Hybrid Search¶

Hybrid search combines dense vector search with sparse keyword-based search to improve retrieval quality in RAG systems. This feature is available in ai4rag when using Milvus as your vector store.

What is Hybrid Search?¶

Traditional RAG systems typically rely on either:

Dense Vector Search: Uses semantic embeddings to find documents similar in meaning to the query
Sparse/Keyword Search: Uses lexical matching (e.g., BM25) to find documents containing specific keywords

Hybrid search combines both approaches, leveraging the strengths of each:

Vector search excels at understanding semantic relationships and context
Keyword search excels at finding exact term matches and rare/specific terminology

The results from both methods are merged using a ranking strategy to produce a final ranked list of documents.

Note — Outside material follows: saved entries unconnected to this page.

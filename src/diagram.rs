//! External collaborators for diagram fences: a diagram renderer producing
//! SVG and a rasterizer turning SVG into PNG for clipboard-friendly embedding.

use std::process::Stdio;
use std::time::Duration;

use async_trait::async_trait;
use base64::Engine as _;
use base64::engine::general_purpose::STANDARD;
use tokio::io::AsyncWriteExt as _;

use crate::config::CommandConfig;
use crate::error::Error;

/// Placeholder in rasterizer arguments replaced with the pixel density.
const SCALE_PLACEHOLDER: &str = "{scale}";

/// Renders SVG by piping the diagram source through an external program.
pub struct CommandDiagramRenderer {
    /// Program, arguments and timeout.
    config: CommandConfig,
}

/// Rasterizes SVG by piping it through an external program.
pub struct CommandRasterizer {
    /// Program, arguments and timeout.
    config: CommandConfig,
}

/// Renderer used when diagrams are turned off; every call fails.
pub struct DisabledDiagramRenderer;

/// Rasterizer used when rasterizing is turned off; callers fall back to SVG.
pub struct DisabledRasterizer;

/// Turns diagram source into an SVG document.
#[async_trait]
pub trait DiagramRenderer: Send + Sync {
    /// Render one diagram.
    ///
    /// # Errors
    ///
    /// Returns an error when the diagram cannot be rendered for any reason.
    async fn render(&self, source: &str) -> Result<String, Error>;
}

/// Turns an SVG document into PNG bytes at a pixel density multiplier.
#[async_trait]
pub trait Rasterizer: Send + Sync {
    /// Rasterize one SVG.
    ///
    /// # Errors
    ///
    /// Returns an error when the SVG cannot be decoded or drawn.
    async fn rasterize(&self, svg: &str, scale: u32) -> Result<Vec<u8>, Error>;
}

impl CommandDiagramRenderer {
    /// Wrap a configured command.
    pub const fn new(config: CommandConfig) -> Self {
        return Self { config };
    }
}

impl CommandRasterizer {
    /// Wrap a configured command.
    pub const fn new(config: CommandConfig) -> Self {
        return Self { config };
    }
}

#[async_trait]
impl DiagramRenderer for CommandDiagramRenderer {
    async fn render(&self, source: &str) -> Result<String, Error> {
        let stdout = run_piped(&self.config, &self.config.args, source.as_bytes()).await?;
        let svg = String::from_utf8(stdout).map_err(|_err| {
            return Error::CommandFailed {
                command: self.config.command.clone(),
                reason: "output is not UTF-8".to_string(),
            };
        })?;
        if !svg.contains("<svg") {
            return Err(Error::CommandFailed {
                command: self.config.command.clone(),
                reason: "output is not an SVG document".to_string(),
            });
        }
        return Ok(svg);
    }
}

#[async_trait]
impl Rasterizer for CommandRasterizer {
    async fn rasterize(&self, svg: &str, scale: u32) -> Result<Vec<u8>, Error> {
        let scale_arg = scale.to_string();
        let args: Vec<String> = self
            .config
            .args
            .iter()
            .map(|a| return a.replace(SCALE_PLACEHOLDER, &scale_arg))
            .collect();
        let png = run_piped(&self.config, &args, svg.as_bytes()).await?;
        if png.is_empty() {
            return Err(Error::CommandFailed {
                command: self.config.command.clone(),
                reason: "empty output".to_string(),
            });
        }
        return Ok(png);
    }
}

#[async_trait]
impl DiagramRenderer for DisabledDiagramRenderer {
    async fn render(&self, _source: &str) -> Result<String, Error> {
        return Err(Error::DiagramUnavailable);
    }
}

#[async_trait]
impl Rasterizer for DisabledRasterizer {
    async fn rasterize(&self, _svg: &str, _scale: u32) -> Result<Vec<u8>, Error> {
        return Err(Error::RasterizerUnavailable);
    }
}

/// Encode bytes as a base64 `data:` URI.
pub fn data_uri(mime: &str, bytes: &[u8]) -> String {
    return format!("data:{mime};base64,{}", STANDARD.encode(bytes));
}

/// Build the configured diagram renderer.
pub fn diagram_renderer(config: &CommandConfig) -> Box<dyn DiagramRenderer> {
    if !config.enabled {
        return Box::new(DisabledDiagramRenderer);
    }
    return Box::new(CommandDiagramRenderer::new(config.clone()));
}

/// Build the configured rasterizer.
pub fn rasterizer(config: &CommandConfig) -> Box<dyn Rasterizer> {
    if !config.enabled {
        return Box::new(DisabledRasterizer);
    }
    return Box::new(CommandRasterizer::new(config.clone()));
}

/// Spawn `config.command` with `args`, write `input` to its stdin and collect
/// stdout. The child is killed if the timeout elapses or the future is dropped.
///
/// # Errors
///
/// Returns `Error::CommandFailed` if the program cannot be spawned or exits
/// unsuccessfully, or `Error::CommandTimedOut` if it runs too long.
async fn run_piped(config: &CommandConfig, args: &[String], input: &[u8]) -> Result<Vec<u8>, Error> {
    let command = config.command.clone();
    tracing::debug!(command = %command, args = ?args, input_bytes = input.len(), "spawning collaborator");

    let mut child = tokio::process::Command::new(&config.command)
        .args(args)
        .stdin(Stdio::piped())
        .stdout(Stdio::piped())
        .stderr(Stdio::piped())
        .kill_on_drop(true)
        .spawn()
        .map_err(|e| return Error::CommandFailed { command: command.clone(), reason: e.to_string() })?;

    let Some(mut stdin) = child.stdin.take() else {
        return Err(Error::CommandFailed { command, reason: "stdin unavailable".to_string() });
    };

    let write_input = async move {
        let written = stdin.write_all(input).await;
        drop(stdin);
        return written;
    };
    let run = async { return tokio::join!(write_input, child.wait_with_output()) };

    let timeout = Duration::from_secs(config.timeout_secs);
    let (written, output) = tokio::time::timeout(timeout, run).await.map_err(|_elapsed| {
        return Error::CommandTimedOut { command: command.clone(), timeout_secs: config.timeout_secs };
    })?;

    if let Err(e) = written {
        // The program may exit before reading everything; its status decides.
        tracing::debug!(command = %command, error = %e, "stdin write failed");
    }

    let output = output.map_err(|e| return Error::CommandFailed { command: command.clone(), reason: e.to_string() })?;
    if !output.status.success() {
        let stderr = String::from_utf8_lossy(&output.stderr);
        return Err(Error::CommandFailed {
            command,
            reason: format!("{}: {}", output.status, stderr.trim()),
        });
    }

    return Ok(output.stdout);
}
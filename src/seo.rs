//! SEO metrics and the weighted 0-100 score derived from them.
//!
//! Both entry points are total: any content, title and keyword produce a
//! result, and a zero word count yields zero density rather than a division
//! by zero.

use std::sync::LazyLock;

use regex::Regex;
use serde::Serialize;

/// Markdown headings that count as H2 sections. Deeper headings match too.
static H2_PATTERN: LazyLock<Regex> = LazyLock::new(|| return Regex::new(r"(?m)^##\s?").expect("valid regex"));

/// `![alt](url)`.
static IMAGE_PATTERN: LazyLock<Regex> = LazyLock::new(|| return Regex::new(r"!\[.*?\]\(.*?\)").expect("valid regex"));

/// `[label](url)`; images also match.
static LINK_PATTERN: LazyLock<Regex> = LazyLock::new(|| return Regex::new(r"\[.*?\]\(.*?\)").expect("valid regex"));

/// Minimum `##` sections for the checklist.
const CHECKLIST_MIN_H2: u32 = 4;

/// Characters of content searched for the keyword's first-paragraph check.
const FIRST_PARAGRAPH_CHARS: usize = 300;

/// Character count that earns the full length score.
const LENGTH_TARGET_CHARS: u32 = 1500;

/// Score cap for the length slice.
const LENGTH_MAX: f64 = 20.0;

/// Length cap when keyword points are redistributed.
const LENGTH_MAX_WITHOUT_KEYWORD: f64 = 30.0;

/// Points deducted per deep-analysis suggestion.
const QUALITY_PENALTY: u32 = 5;

/// Starting quality score.
const QUALITY_MAX: u32 = 20;

/// Structure cap when keyword points are redistributed.
const STRUCTURE_MAX_WITHOUT_KEYWORD: f64 = 40.0;

/// Title length bounds (exclusive) for the checklist.
const TITLE_CHARS: (usize, usize) = (10, 50);

/// One pass/fail line of the checklist.
#[derive(Debug, Clone, PartialEq, Eq, Serialize)]
pub struct CheckItem {
    /// What was checked.
    pub label: &'static str,
    /// Human-readable detail.
    pub message: String,
    /// Whether the check passed.
    pub passed: bool,
}

/// Verdict band for a total score.
#[derive(Debug, Clone, Copy, PartialEq, Eq, Serialize)]
#[serde(rename_all = "lowercase")]
pub enum Grade {
    /// 80 and above.
    Excellent,
    /// 50 to 79.
    Fair,
    /// Below 50.
    Poor,
}

/// Structural and keyword measurements of one document.
#[derive(Debug, Clone, Copy, Default, PartialEq, Serialize)]
pub struct SeoMetrics {
    /// Characters excluding whitespace.
    pub char_count: u32,
    /// Lines starting with `##`.
    pub h2_count: u32,
    /// `![..](..)` occurrences.
    pub image_count: u32,
    /// Keyword appears in the first 300 characters.
    pub in_first_para: bool,
    /// Keyword appears in the title.
    pub in_title: bool,
    /// Case-insensitive keyword occurrences.
    pub keyword_count: u32,
    /// Keyword occurrences per hundred words.
    pub keyword_density: f64,
    /// `[..](..)` occurrences, images included.
    pub link_count: u32,
    /// Whitespace-separated tokens after removing `#`.
    pub word_count: u32,
}

/// Everything the `score` command reports.
#[derive(Debug, Clone, PartialEq, Serialize)]
pub struct SeoReport {
    /// Pass/fail checks.
    pub checklist: Vec<CheckItem>,
    /// Verdict for `scores.total`.
    pub grade: Grade,
    /// Measurements.
    pub metrics: SeoMetrics,
    /// Weighted scores.
    pub scores: SeoScores,
}

/// Sub-scores and their capped total.
#[derive(Debug, Clone, Copy, PartialEq, Serialize)]
pub struct SeoScores {
    /// 0-40, or 0 when no keyword was given.
    pub keyword: f64,
    /// 0-20, or 0-30 without a keyword.
    pub length: f64,
    /// 0-20.
    pub quality: f64,
    /// 0-20, or 0-40 without a keyword.
    pub structure: f64,
    /// Rounded sum, at most 100.
    pub total: u32,
}

impl Grade {
    /// Short label for reports.
    pub const fn label(self) -> &'static str {
        return match self {
            Self::Excellent => "Excellent",
            Self::Fair => "Fair",
            Self::Poor => "Poor",
        };
    }
}

impl SeoReport {
    /// Measure and score a document in one step.
    pub fn build(content: &str, title: &str, keyword: &str, suggestion_count: usize) -> Self {
        let metrics = calculate_seo_metrics(content, title, keyword);
        let scores = calculate_seo_scores(&metrics, keyword, suggestion_count);
        return Self { checklist: checklist(&metrics, title, keyword), grade: scores.grade(), metrics, scores };
    }
}

impl SeoScores {
    /// Verdict band for the total.
    pub const fn grade(&self) -> Grade {
        if self.total >= 80 {
            return Grade::Excellent;
        }
        if self.total >= 50 {
            return Grade::Fair;
        }
        return Grade::Poor;
    }
}

/// Measure content against an optional keyword. An empty or whitespace-only
/// keyword leaves every keyword field at zero.
pub fn calculate_seo_metrics(content: &str, title: &str, keyword: &str) -> SeoMetrics {
    let without_hashes = content.replace('#', "");
    let word_count = count(without_hashes.split_whitespace().count());
    let char_count = count(content.chars().filter(|c| return !c.is_whitespace()).count());

    let mut metrics = SeoMetrics {
        char_count,
        h2_count: count(H2_PATTERN.find_iter(content).count()),
        image_count: count(IMAGE_PATTERN.find_iter(content).count()),
        link_count: count(LINK_PATTERN.find_iter(content).count()),
        word_count,
        ..SeoMetrics::default()
    };

    let keyword = keyword.trim();
    if keyword.is_empty() {
        return metrics;
    }

    metrics.keyword_count = Regex::new(&format!("(?i){}", regex::escape(keyword)))
        .map_or(0, |pattern| return count(pattern.find_iter(content).count()));
    metrics.keyword_density = if word_count > 0 {
        f64::from(metrics.keyword_count) / f64::from(word_count) * 100.0
    } else {
        0.0
    };
    metrics.in_title = title.contains(keyword);
    let first_paragraph: String = content.chars().take(FIRST_PARAGRAPH_CHARS).collect();
    metrics.in_first_para = first_paragraph.contains(keyword);

    return metrics;
}

/// Weighted scores for a set of metrics.
///
/// Without a keyword the 40 keyword points are redistributed by scaling the
/// length and structure slices. Each deep-analysis suggestion costs five
/// quality points.
pub fn calculate_seo_scores(metrics: &SeoMetrics, keyword: &str, suggestion_count: usize) -> SeoScores {
    let mut length = if metrics.char_count >= LENGTH_TARGET_CHARS {
        LENGTH_MAX
    } else {
        (f64::from(metrics.char_count) / f64::from(LENGTH_TARGET_CHARS) * LENGTH_MAX).round()
    };

    let mut structure = (f64::from(metrics.h2_count) / 3.0 * 10.0).min(10.0)
        + (f64::from(metrics.image_count) * 5.0).min(5.0)
        + (f64::from(metrics.link_count) * 5.0).min(5.0);

    let mut keyword_score = 0.0;
    if keyword.trim().is_empty() {
        length = (length * 1.5).min(LENGTH_MAX_WITHOUT_KEYWORD);
        structure = (structure * 2.0).min(STRUCTURE_MAX_WITHOUT_KEYWORD);
    } else {
        if metrics.in_title {
            keyword_score += 15.0;
        }
        if metrics.in_first_para {
            keyword_score += 10.0;
        }
        keyword_score += density_bonus(metrics.keyword_density);
    }

    let penalty = count(suggestion_count).saturating_mul(QUALITY_PENALTY);
    let quality = f64::from(QUALITY_MAX.saturating_sub(penalty));

    let total = round_total(length + structure + keyword_score + quality);
    return SeoScores { keyword: keyword_score, length, quality, structure, total };
}

/// Pass/fail checks shown next to the score. The keyword check only appears
/// when a keyword was given.
pub fn checklist(metrics: &SeoMetrics, title: &str, keyword: &str) -> Vec<CheckItem> {
    let title_chars = title.chars().count();
    let (title_min, title_max) = TITLE_CHARS;
    let mut items = vec![
        CheckItem {
            label: "Title length",
            message: if title_chars > title_max {
                format!("title is too long ({title_chars} characters)")
            } else if title_chars <= title_min {
                format!("title is too short ({title_chars} characters)")
            } else {
                "title length is appropriate".to_string()
            },
            passed: title_chars > title_min && title_chars < title_max,
        },
        CheckItem {
            label: "Body length",
            message: format!(
                "{} characters (at least {LENGTH_TARGET_CHARS} recommended)",
                metrics.char_count
            ),
            passed: metrics.char_count >= LENGTH_TARGET_CHARS,
        },
        CheckItem {
            label: "Section headings (H2)",
            message: format!("{} used (at least {CHECKLIST_MIN_H2} recommended)", metrics.h2_count),
            passed: metrics.h2_count >= CHECKLIST_MIN_H2,
        },
    ];

    if !keyword.trim().is_empty() {
        items.push(CheckItem {
            label: "Keyword in title",
            message: if metrics.in_title {
                "title contains the keyword".to_string()
            } else {
                "title does not contain the keyword".to_string()
            },
            passed: metrics.in_title,
        });
    }
    return items;
}

/// Saturating `usize` to `u32`.
fn count(n: usize) -> u32 {
    return u32::try_from(n).unwrap_or(u32::MAX);
}

/// Bonus for keyword density. Too low and too high earn the same small bonus;
/// exactly zero earns nothing.
fn density_bonus(density: f64) -> f64 {
    if (0.5..=3.0).contains(&density) {
        return 15.0;
    }
    if density > 0.0 && density < 0.5 {
        return 5.0;
    }
    if density > 3.0 {
        return 5.0;
    }
    return 0.0;
}

/// Round, cap at 100 and floor at 0.
#[allow(
    clippy::as_conversions,
    clippy::cast_possible_truncation,
    clippy::cast_sign_loss,
    reason = "value is rounded and clamped to 0..=100 first"
)]
fn round_total(sum: f64) -> u32 {
    return sum.round().clamp(0.0, 100.0) as u32;
}

#[cfg(test)]
mod tests {
    use super::*;

    fn perfect_metrics() -> SeoMetrics {
        SeoMetrics {
            char_count: 2000,
            h2_count: 5,
            image_count: 2,
            in_first_para: true,
            in_title: true,
            keyword_count: 15,
            keyword_density: 1.5,
            link_count: 2,
            word_count: 1000,
        }
    }

    #[test]
    fn basic_counts() {
        let metrics = calculate_seo_metrics("## Title\nHello world. This is a robust test content.", "Test Title", "");
        assert!(metrics.char_count > 0);
        assert_eq!(metrics.h2_count, 1);
        assert_eq!(metrics.word_count, 9);
        assert_eq!(metrics.keyword_count, 0);
        assert!(!metrics.in_title);
    }

    #[test]
    fn keyword_is_case_insensitive_in_body_but_literal_in_title() {
        let metrics = calculate_seo_metrics("Apple is a fruit. I like apple.", "About Apple", "Apple");
        assert_eq!(metrics.keyword_count, 2);
        assert!(metrics.in_title);
        assert!(metrics.in_first_para);

        let lower = calculate_seo_metrics("Apple pie", "About Apple", "apple");
        assert!(!lower.in_title);
        assert!(!lower.in_first_para);
    }

    #[test]
    fn keyword_density_above_three_percent_earns_five() {
        let metrics = calculate_seo_metrics("Keyword keyword keyword other words.", "", "keyword");
        assert_eq!(metrics.word_count, 5);
        assert_eq!(metrics.keyword_count, 3);
        assert!((metrics.keyword_density - 60.0).abs() < 1e-9);
        assert!((density_bonus(metrics.keyword_density) - 5.0).abs() < f64::EPSILON);
    }

    #[test]
    fn density_bands() {
        assert!(density_bonus(0.0).abs() < f64::EPSILON);
        assert!((density_bonus(0.2) - 5.0).abs() < f64::EPSILON);
        assert!((density_bonus(0.5) - 15.0).abs() < f64::EPSILON);
        assert!((density_bonus(3.0) - 15.0).abs() < f64::EPSILON);
        assert!((density_bonus(3.1) - 5.0).abs() < f64::EPSILON);
    }

    #[test]
    fn keyword_is_escaped() {
        let metrics = calculate_seo_metrics("c++ and c++ but not cpp", "", "c++");
        assert_eq!(metrics.keyword_count, 2);
    }

    #[test]
    fn deeper_headings_count_as_h2() {
        let metrics = calculate_seo_metrics("## A\n### B\n#### C\n# D\n##E", "", "");
        assert_eq!(metrics.h2_count, 4);
    }

    #[test]
    fn images_also_count_as_links() {
        let metrics = calculate_seo_metrics("![a](a.png) [b](b)", "", "");
        assert_eq!(metrics.image_count, 1);
        assert_eq!(metrics.link_count, 2);
    }

    #[test]
    fn first_paragraph_is_first_300_characters() {
        let content = format!("{}needle", "가".repeat(300));
        let metrics = calculate_seo_metrics(&content, "", "needle");
        assert_eq!(metrics.keyword_count, 1);
        assert!(!metrics.in_first_para);
    }

    #[test]
    fn empty_document_is_all_zero() {
        let metrics = calculate_seo_metrics("", "", "seo");
        assert_eq!(metrics.word_count, 0);
        assert_eq!(metrics.char_count, 0);
        assert!(metrics.keyword_density.abs() < f64::EPSILON);
    }

    #[test]
    fn whitespace_keyword_is_no_keyword() {
        let metrics = calculate_seo_metrics("   ", "   ", "   ");
        assert!(!metrics.in_title);
        assert_eq!(metrics.keyword_count, 0);
    }

    #[test]
    fn perfect_content_scores_100() {
        let scores = calculate_seo_scores(&perfect_metrics(), "test", 0);
        assert!((scores.length - 20.0).abs() < f64::EPSILON);
        assert!((scores.structure - 20.0).abs() < f64::EPSILON);
        assert!((scores.keyword - 40.0).abs() < f64::EPSILON);
        assert!((scores.quality - 20.0).abs() < f64::EPSILON);
        assert_eq!(scores.total, 100);
        assert_eq!(scores.grade(), Grade::Excellent);
    }

    #[test]
    fn suggestions_penalize_quality() {
        let scores = calculate_seo_scores(&perfect_metrics(), "test", 2);
        assert!((scores.quality - 10.0).abs() < f64::EPSILON);
        assert_eq!(scores.total, 90);

        let floored = calculate_seo_scores(&perfect_metrics(), "test", 9);
        assert!(floored.quality.abs() < f64::EPSILON);
    }

    #[test]
    fn no_keyword_redistributes_points() {
        let metrics = SeoMetrics { char_count: 750, h2_count: 3, ..SeoMetrics::default() };
        let with_keyword = calculate_seo_scores(&metrics, "k", 0);
        assert!((with_keyword.length - 10.0).abs() < f64::EPSILON);
        assert!((with_keyword.structure - 10.0).abs() < f64::EPSILON);

        let scores = calculate_seo_scores(&metrics, "", 0);
        assert!((scores.length - 15.0).abs() < f64::EPSILON);
        assert!((scores.structure - 20.0).abs() < f64::EPSILON);
        assert!(scores.keyword.abs() < f64::EPSILON);
        assert_eq!(scores.total, 55);
        assert_eq!(scores.grade(), Grade::Fair);
    }

    #[test]
    fn total_is_capped_at_100() {
        let scores = calculate_seo_scores(&perfect_metrics(), "", 0);
        assert!((scores.length - 30.0).abs() < f64::EPSILON);
        assert!((scores.structure - 40.0).abs() < f64::EPSILON);
        assert_eq!(scores.total, 90);
        assert_eq!(round_total(130.4), 100);
    }

    #[test]
    fn checklist_reports_each_rule() {
        let metrics = calculate_seo_metrics("## a\n## b", "Short", "rust");
        let items = checklist(&metrics, "Short", "rust");
        assert_eq!(items.len(), 4);
        assert!(items.iter().all(|item| !item.passed));

        let no_keyword = checklist(&metrics, "A reasonable title", "");
        assert_eq!(no_keyword.len(), 3);
        assert!(no_keyword[0].passed);
    }

    #[test]
    fn report_grades_total() {
        let report = SeoReport::build("tiny", "t", "", 10);
        assert_eq!(report.grade, Grade::Poor);
        assert_eq!(report.grade.label(), "Poor");
    }
}
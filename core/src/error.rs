use thiserror::Error;

#[derive(Error, Debug, Copy, Clone, PartialEq, Eq)]
pub enum GameError {
    #[error("Invalid coordinates")]
    InvalidCoords,
    #[error("Board must have at least one row and one column")]
    InvalidDimensions,
    #[error("Too many mines to leave the first cell and its neighbors clear")]
    TooManyMines,
    #[error("Board shape does not match the difficulty")]
    DimensionMismatch,
    #[error("Mine layout does not hold the requested number of mines")]
    MineCountMismatch,
    #[error("Mines were already placed on this board")]
    MinesAlreadyPlaced,
}

pub type Result<T> = core::result::Result<T, GameError>;
use sweeper_core::*;

fn safe_hidden_cells(session: &Session) -> Vec<Coord2> {
    session
        .board()
        .iter()
        .filter(|cell| !cell.is_mine && cell.status == CellStatus::Hidden)
        .map(Cell::coords)
        .collect()
}

#[test]
fn clearing_every_safe_cell_wins() {
    for preset in Difficulty::PRESETS {
        for seed in 0..8 {
            let mut session = Session::seeded(preset.clone(), seed).unwrap();
            let mut outcome = session.on_reveal((0, 0)).unwrap();

            while let Some(&next) = safe_hidden_cells(&session).first() {
                assert_eq!(session.status(), GameStatus::Playing);
                session.tick();
                outcome = session.on_reveal(next).unwrap();
                assert!(!outcome.exploded());
            }

            assert_eq!(outcome, RevealOutcome::Won, "{} seed {}", preset.name, seed);
            assert_eq!(session.status(), GameStatus::Won);
            assert_eq!(session.flags_used(), preset.mines);
            assert_eq!(session.mines_remaining(), 0);
            assert!(
                session
                    .board()
                    .iter()
                    .filter(|cell| cell.is_mine)
                    .all(|cell| cell.status == CellStatus::Flagged)
            );
        }
    }
}

#[test]
fn stepping_on_a_mine_loses() {
    let mut session = Session::seeded(Difficulty::INTERMEDIATE, 17).unwrap();
    session.on_reveal((8, 8)).unwrap();
    session.advance(12);

    let mine = session
        .board()
        .iter()
        .find(|cell| cell.is_mine)
        .map(Cell::coords)
        .unwrap();
    let (other_row, other_col) = session
        .board()
        .iter()
        .filter(|cell| cell.is_mine && cell.coords() != mine)
        .map(Cell::coords)
        .next()
        .unwrap();
    session.on_flag_toggle((other_row, other_col)).unwrap();

    assert_eq!(session.on_reveal(mine), Ok(RevealOutcome::HitMine));
    assert_eq!(session.status(), GameStatus::Lost);
    assert_eq!(session.triggered_mine(), Some(mine));
    assert_eq!(session.elapsed(), 12);
    assert!(
        session
            .board()
            .iter()
            .filter(|cell| cell.is_mine)
            .all(|cell| cell.status == CellStatus::Revealed)
    );

    session.tick();
    assert_eq!(session.elapsed(), 12);
}

#[test]
fn first_reveal_in_the_middle_of_a_beginner_board() {
    for seed in 0..16 {
        let mut session = Session::seeded(Difficulty::BEGINNER, seed).unwrap();

        let outcome = session.on_reveal((4, 4)).unwrap();

        assert!(!outcome.exploded());
        let board = session.board();
        assert_eq!(board.iter().filter(|cell| cell.is_mine).count(), 10);
        assert!(
            board
                .iter()
                .filter(|cell| cell.is_mine)
                .all(|cell| !is_adjacent_or_same((4, 4), cell.coords()))
        );
        assert_eq!(board[(4, 4)].status, CellStatus::Revealed);
        assert_eq!(board[(4, 4)].neighbor_mines, 0);
    }
}

#[test]
fn pure_board_functions_compose_into_a_game() {
    use rand::SeedableRng;
    use rand::rngs::SmallRng;

    let difficulty = Difficulty::BEGINNER;
    let mut rng = SmallRng::seed_from_u64(2024);

    let board = new_board(difficulty.rows, difficulty.cols).unwrap();
    let board = place_mines(board, &difficulty, (0, 8), &mut rng).unwrap();
    let (board, exploded) = reveal(board, (0, 8)).unwrap();
    assert!(!exploded);

    let mine = board.iter().find(|cell| cell.is_mine).unwrap().coords();
    let board = toggle_flag(board, mine).unwrap();
    assert_eq!(board[mine].status, CellStatus::Flagged);

    let (board, exploded) = reveal(board, mine).unwrap();
    assert!(!exploded);
    assert_eq!(board[mine].status, CellStatus::Flagged);

    let board = toggle_flag(board, mine).unwrap();
    let (board, exploded) = reveal(board, mine).unwrap();
    assert!(exploded);
    assert_eq!(board[mine].status, CellStatus::Revealed);
}

#[test]
fn switching_difficulty_mid_game() {
    let mut session = Session::seeded(Difficulty::EXPERT, 5).unwrap();
    session.on_reveal((7, 15)).unwrap();
    session.advance(30);

    session.reset(Difficulty::preset("beginner").unwrap()).unwrap();

    assert_eq!(session.status(), GameStatus::Idle);
    assert_eq!(session.board().size(), (9, 9));
    assert_eq!(session.elapsed(), 0);
    assert_eq!(session.flags_used(), 0);
    assert!(!session.board().has_mines_placed());

    session.on_reveal((8, 8)).unwrap();
    assert_eq!(session.board().mine_count(), 10);
}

When to Use Hybrid Search¶

Consider enabling hybrid search when:

Keyword-specific queries: Your users search for specific terms, product names, or technical jargon that might be missed by pure semantic search
Domain-specific terminology: Your knowledge base contains specialized vocabulary where exact matches matter
Improved recall: You want to ensure important documents aren't missed by either approach alone
Balanced relevance: You need both semantic understanding and lexical precision

Example scenarios:

Legal document retrieval (specific statute numbers, case names)
Technical documentation (API names, error codes)
Product catalogs (SKUs, model numbers)
Medical information (drug names, procedure codes)

Prerequisites¶

Vector Store Requirement

Hybrid search is only supported with ls_milvus (Milvus via Llama Stack). It is NOT available with ChromaDB.

Ensure your experiment is configured with:

experiment = AI4RAGExperiment(
    vector_store_type="ls_milvus",  # Required for hybrid search
    # ... other parameters
)

Configuration¶

To enable hybrid search in your optimization experiments, add the following parameters to your search space:

Required Parameters¶

`search_mode`¶

Controls the search method used for retrieval.

Parameter Details:

Name: AI4RAGParamNames.SEARCH_MODE
Type: Categorical ("C")
Values:
- "vector" (default): Traditional dense vector search only
- "hybrid": Combines both vector and keyword search

Example:

from ai4rag.utils.constants import AI4RAGParamNames
from ai4rag.search_space.src.parameter import Parameter

Parameter(
    name=AI4RAGParamNames.SEARCH_MODE,
    param_type="C",
    values=["vector", "hybrid"]
)

`ranker_strategy`¶

Defines how to merge results from dense and sparse search in hybrid mode.

Parameter Details:

Name: AI4RAGParamNames.RANKER_STRATEGY
Type: Categorical ("C")
Values:
- "" (empty string): Sentinel value when search_mode is not "hybrid"
- "rrf": Reciprocal Rank Fusion
- "weighted": Weighted combination of dense and sparse scores
- "normalized": Score normalization before combination

Example:

Parameter(
    name=AI4RAGParamNames.RANKER_STRATEGY,
    param_type="C",
    values=["", "rrf", "weighted"]
)

`ranker_k`¶

Parameter for the ranking function (strategy-specific).

Parameter Details:

Name: AI4RAGParamNames.RANKER_K
Type: Categorical ("C") or Integer ("I")
Values:
- 0: Sentinel value when not applicable
- For "rrf": Smoothing constant (typical range: 30-100)
- For other strategies: Consult specific strategy documentation

Example (Categorical):

Parameter(
    name=AI4RAGParamNames.RANKER_K,
    param_type="C",
    values=[0, 30, 60, 100]
)

When to use 0

Set ranker_k=0 when search_mode is "vector" or when the ranker strategy doesn't use this parameter.

`ranker_alpha`¶

Weight parameter for the "weighted" ranking strategy.

Parameter Details:

Name: AI4RAGParamNames.RANKER_ALPHA
Type: Categorical ("C") or Real/Float ("R")
Values:
- 1: Sentinel value when not applicable (means vector-only / 100% dense)
- For "weighted": Weight between 0 and 1 (e.g., 0.7 = 70% dense, 30% sparse; 0 = 100% sparse)

Example (Categorical):

Parameter(
    name=AI4RAGParamNames.RANKER_ALPHA,
    param_type="C",
    values=[1, 0.3, 0.5, 0.7]
)

When to use 1

Set ranker_alpha=1 when ranker_strategy is not "weighted". The value 1 acts as a sentinel meaning "100% dense / vector-only".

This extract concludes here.